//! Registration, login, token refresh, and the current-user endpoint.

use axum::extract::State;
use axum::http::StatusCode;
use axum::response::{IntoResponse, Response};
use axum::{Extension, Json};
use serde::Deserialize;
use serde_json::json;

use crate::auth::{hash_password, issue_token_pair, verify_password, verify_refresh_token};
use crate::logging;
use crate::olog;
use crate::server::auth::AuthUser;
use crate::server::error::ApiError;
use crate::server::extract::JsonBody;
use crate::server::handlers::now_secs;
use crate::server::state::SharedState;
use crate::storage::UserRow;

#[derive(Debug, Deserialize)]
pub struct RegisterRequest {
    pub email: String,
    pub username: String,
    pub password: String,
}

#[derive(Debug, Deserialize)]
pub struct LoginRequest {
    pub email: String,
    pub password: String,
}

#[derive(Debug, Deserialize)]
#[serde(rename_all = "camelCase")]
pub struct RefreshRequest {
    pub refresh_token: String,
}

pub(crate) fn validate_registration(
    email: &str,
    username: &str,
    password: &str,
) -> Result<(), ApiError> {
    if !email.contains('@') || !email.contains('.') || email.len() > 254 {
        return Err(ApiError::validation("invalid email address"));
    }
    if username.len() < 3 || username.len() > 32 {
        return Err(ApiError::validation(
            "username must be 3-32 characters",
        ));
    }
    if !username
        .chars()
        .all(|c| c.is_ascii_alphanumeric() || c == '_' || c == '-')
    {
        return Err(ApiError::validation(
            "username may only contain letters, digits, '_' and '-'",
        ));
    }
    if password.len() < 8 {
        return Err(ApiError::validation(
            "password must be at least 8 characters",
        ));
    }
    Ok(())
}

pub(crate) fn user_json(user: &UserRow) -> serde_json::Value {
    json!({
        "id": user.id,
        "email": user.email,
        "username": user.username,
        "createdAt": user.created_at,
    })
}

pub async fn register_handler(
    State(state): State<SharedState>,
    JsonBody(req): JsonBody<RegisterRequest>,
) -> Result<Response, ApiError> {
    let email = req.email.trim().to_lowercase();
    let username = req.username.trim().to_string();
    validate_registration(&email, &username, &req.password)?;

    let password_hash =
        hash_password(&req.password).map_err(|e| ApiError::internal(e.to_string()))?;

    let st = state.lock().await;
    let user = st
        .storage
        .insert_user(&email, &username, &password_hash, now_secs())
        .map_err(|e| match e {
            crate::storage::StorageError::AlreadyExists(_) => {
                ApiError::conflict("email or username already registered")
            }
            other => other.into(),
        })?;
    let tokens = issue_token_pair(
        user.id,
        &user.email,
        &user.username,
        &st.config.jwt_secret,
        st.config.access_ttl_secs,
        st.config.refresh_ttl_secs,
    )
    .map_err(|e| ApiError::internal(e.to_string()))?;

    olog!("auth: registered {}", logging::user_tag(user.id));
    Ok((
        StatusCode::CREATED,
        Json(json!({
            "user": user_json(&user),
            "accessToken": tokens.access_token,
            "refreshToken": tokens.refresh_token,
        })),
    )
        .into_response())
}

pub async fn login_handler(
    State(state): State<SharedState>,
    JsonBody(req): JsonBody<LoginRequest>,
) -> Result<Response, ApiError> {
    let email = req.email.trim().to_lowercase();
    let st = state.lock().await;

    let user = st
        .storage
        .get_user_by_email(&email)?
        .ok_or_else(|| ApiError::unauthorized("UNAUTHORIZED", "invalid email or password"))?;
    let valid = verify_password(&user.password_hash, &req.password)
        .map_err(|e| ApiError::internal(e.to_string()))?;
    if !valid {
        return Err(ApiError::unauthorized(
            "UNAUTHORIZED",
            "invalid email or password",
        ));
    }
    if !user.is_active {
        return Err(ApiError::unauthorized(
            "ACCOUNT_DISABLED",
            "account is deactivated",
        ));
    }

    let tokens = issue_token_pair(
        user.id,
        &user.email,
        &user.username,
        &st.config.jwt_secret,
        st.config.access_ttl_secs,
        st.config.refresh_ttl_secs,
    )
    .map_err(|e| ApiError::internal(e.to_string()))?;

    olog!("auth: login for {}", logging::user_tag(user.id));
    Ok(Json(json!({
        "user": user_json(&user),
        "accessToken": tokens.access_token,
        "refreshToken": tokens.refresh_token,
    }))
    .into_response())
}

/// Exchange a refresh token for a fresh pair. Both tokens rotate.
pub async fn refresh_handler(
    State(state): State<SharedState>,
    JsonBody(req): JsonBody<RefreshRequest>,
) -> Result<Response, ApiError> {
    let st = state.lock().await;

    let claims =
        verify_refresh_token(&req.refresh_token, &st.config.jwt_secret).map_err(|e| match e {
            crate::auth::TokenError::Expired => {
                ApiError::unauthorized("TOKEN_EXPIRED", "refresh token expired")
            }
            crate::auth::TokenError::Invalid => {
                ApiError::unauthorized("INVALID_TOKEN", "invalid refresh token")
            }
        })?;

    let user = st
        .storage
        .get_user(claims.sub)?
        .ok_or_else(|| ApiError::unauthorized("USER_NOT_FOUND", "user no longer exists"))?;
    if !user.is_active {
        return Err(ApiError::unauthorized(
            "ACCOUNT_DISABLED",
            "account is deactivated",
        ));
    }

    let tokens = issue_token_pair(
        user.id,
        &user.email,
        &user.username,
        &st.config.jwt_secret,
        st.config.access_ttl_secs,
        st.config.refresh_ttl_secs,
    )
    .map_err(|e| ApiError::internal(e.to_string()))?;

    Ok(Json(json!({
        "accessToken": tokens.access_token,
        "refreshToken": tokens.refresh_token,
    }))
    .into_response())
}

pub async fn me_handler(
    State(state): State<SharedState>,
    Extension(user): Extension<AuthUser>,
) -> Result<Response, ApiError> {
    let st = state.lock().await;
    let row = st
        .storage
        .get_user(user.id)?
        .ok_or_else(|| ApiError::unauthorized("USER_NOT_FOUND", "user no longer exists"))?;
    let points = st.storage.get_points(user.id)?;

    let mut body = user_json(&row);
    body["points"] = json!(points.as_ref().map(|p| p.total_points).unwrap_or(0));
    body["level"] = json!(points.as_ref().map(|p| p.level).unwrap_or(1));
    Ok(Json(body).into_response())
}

——

Task requirements:
Every entry shown above is to be written out exactly.

Response area:
//! Registration, login, token refresh, and the current-user endpoint.

use axum::extract::State;
use axum::http::StatusCode;
use axum::response::{IntoResponse, Response};
use axum::{Extension, Json};
use serde::Deserialize;
use serde_json::json;

use crate::auth::{hash_password, issue_token_pair, verify_password, verify_refresh_token};
use crate::logging;
use crate::olog;
use crate::server::auth::AuthUser;
use crate::server::error::ApiError;
use crate::server::extract::JsonBody;
use crate::server::handlers::now_secs;
use crate::server::state::SharedState;
use crate::storage::UserRow;

#[derive(Debug, Deserialize)]
pub struct RegisterRequest {
    pub email: String,
    pub username: String,
    pub password: String,
}

#[derive(Debug, Deserialize)]
pub struct LoginRequest {
    pub email: String,
    pub password: String,
}

#[derive(Debug, Deserialize)]
#[serde(rename_all = "camelCase")]
pub struct RefreshRequest {
    pub refresh_token: String,
}

pub(crate) fn validate_registration(
    email: &str,
    username: &str,
    password: &str,
) -> Result<(), ApiError> {
    if !email.contains('@') || !email.contains('.') || email.len() > 254 {
        return Err(ApiError::validation("invalid email address"));
    }
    if username.len() < 3 || username.len() > 32 {
        return Err(ApiError::validation(
            "username must be 3-32 characters",
        ));
    }
    if !username
        .chars()
        .all(|c| c.is_ascii_alphanumeric() || c == '_' || c == '-')
    {
        return Err(ApiError::validation(
            "username may only contain letters, digits, '_' and '-'",
        ));
    }
    if password.len() < 8 {
        return Err(ApiError::validation(
            "password must be at least 8 characters",
        ));
    }
    Ok(())
}

pub(crate) fn user_json(user: &UserRow) -> serde_json::Value {
    json!({
        "id": user.id,
        "email": user.email,
        "username": user.username,
        "createdAt": user.created_at,
    })
}

pub async fn register_handler(
    State(state): State<SharedState>,
    JsonBody(req): JsonBody<RegisterRequest>,
) -> Result<Response, ApiError> {
    let email = req.email.trim().to_lowercase();
    let username = req.username.trim().to_string();
    validate_registration(&email, &username, &req.password)?;

    let password_hash =
        hash_password(&req.password).map_err(|e| ApiError::internal(e.to_string()))?;

    let st = state.lock().await;
    let user = st
        .storage
        .insert_user(&email, &username, &password_hash, now_secs())
        .map_err(|e| match e {
            crate::storage::StorageError::AlreadyExists(_) => {
                ApiError::conflict("email or username already registered")
            }
            other => other.into(),
        })?;
    let tokens = issue_token_pair(
        user.id,
        &user.email,
        &user.username,
        &st.config.jwt_secret,
        st.config.access_ttl_secs,
        st.config.refresh_ttl_secs,
    )
    .map_err(|e| ApiError::internal(e.to_string()))?;

    olog!("auth: registered {}", logging::user_tag(user.id));
    Ok((
        StatusCode::CREATED,
        Json(json!({
            "user": user_json(&user),
            "accessToken": tokens.access_token,
            "refreshToken": tokens.refresh_token,
        })),
    )
        .into_response())
}

pub async fn login_handler(
    State(state): State<SharedState>,
    JsonBody(req): JsonBody<LoginRequest>,
) -> Result<Response, ApiError> {
    let email = req.email.trim().to_lowercase();
    let st = state.lock().await;

    let user = st
        .storage
        .get_user_by_email(&email)?
        .ok_or_else(|| ApiError::unauthorized("UNAUTHORIZED", "invalid email or password"))?;
    let valid = verify_password(&user.password_hash, &req.password)
        .map_err(|e| ApiError::internal(e.to_string()))?;
    if !valid {
        return Err(ApiError::unauthorized(
            "UNAUTHORIZED",
            "invalid email or password",
        ));
    }
    if !user.is_active {
        return Err(ApiError::unauthorized(
            "ACCOUNT_DISABLED",
            "account is deactivated",
        ));
    }

    let tokens = issue_token_pair(
        user.id,
        &user.email,
        &user.username,
        &st.config.jwt_secret,
        st.config.access_ttl_secs,
        st.config.refresh_ttl_secs,
    )
    .map_err(|e| ApiError::internal(e.to_string()))?;

    olog!("auth: login for {}", logging::user_tag(user.id));
    Ok(Json(json!({
        "user": user_json(&user),
        "accessToken": tokens.access_token,
        "refreshToken": tokens.refresh_token,
    }))
    .into_response())
}

/// Exchange a refresh token for a fresh pair. Both tokens rotate.
pub async fn refresh_handler(
    State(state): State<SharedState>,
    JsonBody(req): JsonBody<RefreshRequest>,
) -> Result<Response, ApiError> {
    let st = state.lock().await;

    let claims =
        verify_refresh_token(&req.refresh_token, &st.config.jwt_secret).map_err(|e| match e {
            crate::auth::TokenError::Expired => {
                ApiError::unauthorized("TOKEN_EXPIRED", "refresh token expired")
            }
            crate::auth::TokenError::Invalid => {
                ApiError::unauthorized("INVALID_TOKEN", "invalid refresh token")
            }
        })?;

    let user = st
        .storage
        .get_user(claims.sub)?
        .ok_or_else(|| ApiError::unauthorized("USER_NOT_FOUND", "user no longer exists"))?;
    if !user.is_active {
        return Err(ApiError::unauthorized(
            "ACCOUNT_DISABLED",
            "account is deactivated",
        ));
    }

    let tokens = issue_token_pair(
        user.id,
        &user.email,
        &user.username,
        &st.config.jwt_secret,
        st.config.access_ttl_secs,
        st.config.refresh_ttl_secs,
    )
    .map_err(|e| ApiError::internal(e.to_string()))?;

    Ok(Json(json!({
        "accessToken": tokens.access_token,
        "refreshToken": tokens.refresh_token,
    }))
    .into_response())
}

pub async fn me_handler(
    State(state): State<SharedState>,
    Extension(user): Extension<AuthUser>,
) -> Result<Response, ApiError> {
    let st = state.lock().await;
    let row = st
        .storage
        .get_user(user.id)?
        .ok_or_else(|| ApiError::unauthorized("USER_NOT_FOUND", "user no longer exists"))?;
    let points = st.storage.get_points(user.id)?;

    let mut body = user_json(&row);
    body["points"] = json!(points.as_ref().map(|p| p.total_points).unwrap_or(0));
    body["level"] = json!(points.as_ref().map(|p| p.level).unwrap_or(1));
    Ok(Json(body).into_response())
}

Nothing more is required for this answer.